Guess not. I will be fascinated to learn more about the mechanics of the trade, whether it was Kevin Pritchard inserting the Pacers into the deal or the Rockets looking for a replacement for Harden and reaching out to Indy knowing that Vic was unhappy.

At first glance it was a pretty brilliant move. LeVert has never played at Oladipo’s peak. But it also seemed doubtful that Vic would ever play at that level consistently again following his ruptured quad injury of two years ago. He was off to a decent start this year, but still lacked the explosion he had before the injury. It didn’t seem like Oladipo and Malcolm Brogdon were great fits, either. LeVert is young, under team control for three years, seems to lack the ego issues of Oladipo, and looks poised to blossom into a really very good player. Likely not an All-NBA player, but a really solid cog on a team that has many other good parts.

News of the trade broke last Wednesday, but the NBA league kept putting off confirming the deal. Finally, Saturday, word came that the four-team deal was official (Cleveland was part of it as well). Moments later the Pacers announced that the deal had been delayed because a routine physical that is a part of every trade revealed that LeVert has a “mass” on one of his kidneys, and that he would be unavailable indefinitely.

That seems less than ideal.

There hasn’t been much clarification since Saturday. LeVert is with the team and has met the press, but did not share if the mass has been better identified or what the next steps are.

Obviously in a situation like this your first thoughts are with the player.

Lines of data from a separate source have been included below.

//! Wedding budget allocation engine
//!
//! Turns a total budget, guest count, location and wedding date into a
//! category breakdown that always sums to 100%, then keeps it balanced as
//! categories are removed, merged, added, re-weighted by preferences or
//! patched by an assistant.
//!
//! # Architecture
//!
//! The crate is organized into the following modules:
//!
//! - `models`: Core data models (money, percentages, categories, snapshots)
//! - `services`: Factor lookup, allocation, preferences, the category
//!   ledger, assistant merging and the planning session
//! - `storage`: Persistence gateway with JSON file and in-memory stores
//! - `audit`: Audit logging system
//! - `config`: Configuration and path management
//! - `export`: JSON, YAML and CSV export
//! - `display`: Terminal formatting
//! - `cli`: Command handlers for the `wedbudget` binary
//! - `error`: Custom error types
//!
//! # Example
//!
//! ```rust
//! use wedding_budget::models::{BudgetLocation, BudgetPreferences, CategoryId, Money, Percentage};
//! use wedding_budget::services::{BudgetPlanner, PlanRequest};
//! use wedding_budget::storage::MemoryStore;
//!
//! let store = MemoryStore::new();
//! let request = PlanRequest {
//!     total_budget: Money::from_units(40_000),
//!     guest_count: 100,
//!     location: BudgetLocation::new("Austin", "United States").with_wedding_date("2026-10-10"),
//!     preferences: BudgetPreferences::default(),
//! };
//! let mut planner = BudgetPlanner::start(&store, request)?;
//! planner.remove_category(&CategoryId::parse("favors")?)?;
//! assert_eq!(planner.ledger().budget().total_percentage(), Percentage::HUNDRED);
//! # Ok::<(), Box<dyn std::error::Error>>(())
//! ```

pub mod audit;
pub mod cli;
pub mod config;
pub mod display;
pub mod error;
pub mod export;
pub mod models;
pub mod services;
pub mod storage;

pub use error::{BudgetError, BudgetResult};
//! Path management for the wedding budget planner
//!
//! ## Path Resolution Order
//!
//! 1. `WEDDING_BUDGET_DATA_DIR` environment variable (if set)
//! 2. Unix (Linux/macOS): `$XDG_CONFIG_HOME/wedding-budget` or `~/.config/wedding-budget`
//! 3. Windows: `%APPDATA%\wedding-budget`

use std::path::PathBuf;

use crate::error::{BudgetError, BudgetResult};

/// Environment variable that overrides the base directory
pub const DATA_DIR_ENV: &str = "WEDDING_BUDGET_DATA_DIR";

/// Manages all paths used by the planner
#[derive(Debug, Clone)]
pub struct PlannerPaths {
    base_dir: PathBuf,
}

impl PlannerPaths {
    /// Resolve the base directory from the environment
    ///
    /// # Errors
    ///
    /// Returns an error if no home directory can be determined.
    pub fn new() -> BudgetResult<Self> {
        let base_dir = if let Ok(custom) = std::env::var(DATA_DIR_ENV) {
            PathBuf::from(custom)
        } else {
            resolve_default_path()?
        };

        Ok(Self { base_dir })
    }

    /// Create PlannerPaths with a custom base directory (useful for testing)
    pub fn with_base_dir(base_dir: PathBuf) -> Self {
        Self { base_dir }
    }

    pub fn base_dir(&self) -> &PathBuf {
        &self.base_dir
    }

    /// Directory holding session snapshots
    pub fn sessions_dir(&self) -> PathBuf {
        self.base_dir.join("data").join("sessions")
    }

    /// Snapshot file for one session
    pub fn session_file(&self, session: &str) -> PathBuf {
        self.sessions_dir().join(format!("{}.json", session))
    }

    /// Get the path to the settings file
    pub fn settings_file(&self) -> PathBuf {
        self.base_dir.join("config.json")
    }

    /// Get the path to the audit log
    pub fn audit_log(&self) -> PathBuf {
        self.base_dir.join("audit.log")
    }

    /// Ensure the base and session directories exist
    pub fn ensure_directories(&self) -> BudgetResult<()> {
        std::fs::create_dir_all(&self.base_dir)
            .map_err(|e| BudgetError::Io(format!("Failed to create base directory: {}", e)))?;

        std::fs::create_dir_all(self.sessions_dir())
            .map_err(|e| BudgetError::Io(format!("Failed to create sessions directory: {}", e)))?;

        Ok(())
    }
}

#[cfg(not(windows))]
fn resolve_default_path() -> BudgetResult<PathBuf> {
    let config_base = match std::env::var("XDG_CONFIG_HOME") {
        Ok(dir) => PathBuf::from(dir),
        Err(_) => {
            let home = std::env::var("HOME").map_err(|_| {
                BudgetError::Config("Could not determine HOME directory".into())
            })?;
            PathBuf::from(home).join(".config")
        }
    };
    Ok(config_base.join("wedding-budget"))
}

#[cfg(windows)]
fn resolve_default_path() -> BudgetResult<PathBuf> {
    let appdata = std::env::var("APPDATA")
        .map_err(|_| BudgetError::Config("Could not determine APPDATA directory".into()))?;
    Ok(PathBuf::from(appdata).join("wedding-budget"))
}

You have to hope that this isn’t something life-threatening and it won’t affect his quality of life. If he plays again, that’s just a bonus. In his first press release LeVert noted that getting traded could have saved his life, which is a crazy footnote to one of the most consequential trades in recent NBA history.

So I guess the jury will remain out on the trade for awhile. Indy is one of the most difficult markets to build a team in. Kevin Pritchard was far from my favorite KU player. But seems like he’s been bold and creative in trying to keep the Pacers successful since he took over from Larry Bird.

It’s a shame that Victor was not happy here. As an Indiana alum and someone who blossomed from draft bust to All Star and All-NBA here in 2018, he seemed like the perfect guy to build around after Paul George whined his way out of town. But he had other ideas.


Rivers Retires

My phone kept dinging Wednesday morning with breaking news since it was Inauguration Day and there were a lot of things happening. But when the news that Philip Rivers was retiring came across while I was at the grocery store, I honestly think I let out a gasp.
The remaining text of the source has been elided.